Brief: When the line with "impl Eq for" is found, repeat it and all lines that follow it exactly, stopping at the end of the listing.

Given records:
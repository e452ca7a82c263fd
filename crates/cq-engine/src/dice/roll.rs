//! The dice thrown by both sides in one battle round.

use serde::{Deserialize, Serialize};
use uuid::Uuid;

use super::sort_descending;

/// Attacker and defender dice from a single round, highest first.
#[derive(Debug, Clone, Serialize, Deserialize)]
pub struct Roll {
    /// Attacker dice, sorted descending.
    pub attack: Vec<u32>,
    /// Defender dice, sorted descending.
    pub defence: Vec<u32>,
    /// Identifier for list diffing in hosts. Not part of equality.
    pub id: Uuid,
}

impl Roll {
    /// Record a round's dice, sorting both sides highest first.
    pub fn new(mut attack: Vec<u32>, mut defence: Vec<u32>) -> Self {
        sort_descending(&mut attack);
        sort_descending(&mut defence);
        Self {
            attack,
            defence,
            id: Uuid::new_v4(),
        }
    }

    /// Number of attacker/defender die pairs that are compared.
    pub fn pairs(&self) -> usize {
        self.attack.len().min(self.defence.len())
    }

    /// Integer-floor average of the attacker dice, or 0 if there are none.
    pub fn attack_average(&self) -> u32 {
        match u32::try_from(self.attack.len()) {
            Ok(0) | Err(_) => 0,
            Ok(count) => self.attack.iter().sum::<u32>() / count,
        }
    }
}

impl PartialEq for Roll {
    fn eq(&self, other: &Self) -> bool {
        self.attack == other.attack && self.defence == other.defence
    }
}

impl Eq for Roll {}

impl std::fmt::Display for Roll {
    fn fmt(&self, f: &mut std::fmt::Formatter<'_>) -> std::fmt::Result {
        let join = |dice: &[u32]| {
            dice.iter()
                .map(u32::to_string)
                .collect::<Vec<_>>()
                .join(", ")
        };
        write!(f, "[{}] vs [{}]", join(&self.attack), join(&self.defence))
    }
}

Answer space:
impl Eq for Roll {}

impl std::fmt::Display for Roll {
    fn fmt(&self, f: &mut std::fmt::Formatter<'_>) -> std::fmt::Result {
        let join = |dice: &[u32]| {
            dice.iter()
                .map(u32::to_string)
                .collect::<Vec<_>>()
                .join(", ")
        };
        write!(f, "[{}] vs [{}]", join(&self.attack), join(&self.defence))
    }
}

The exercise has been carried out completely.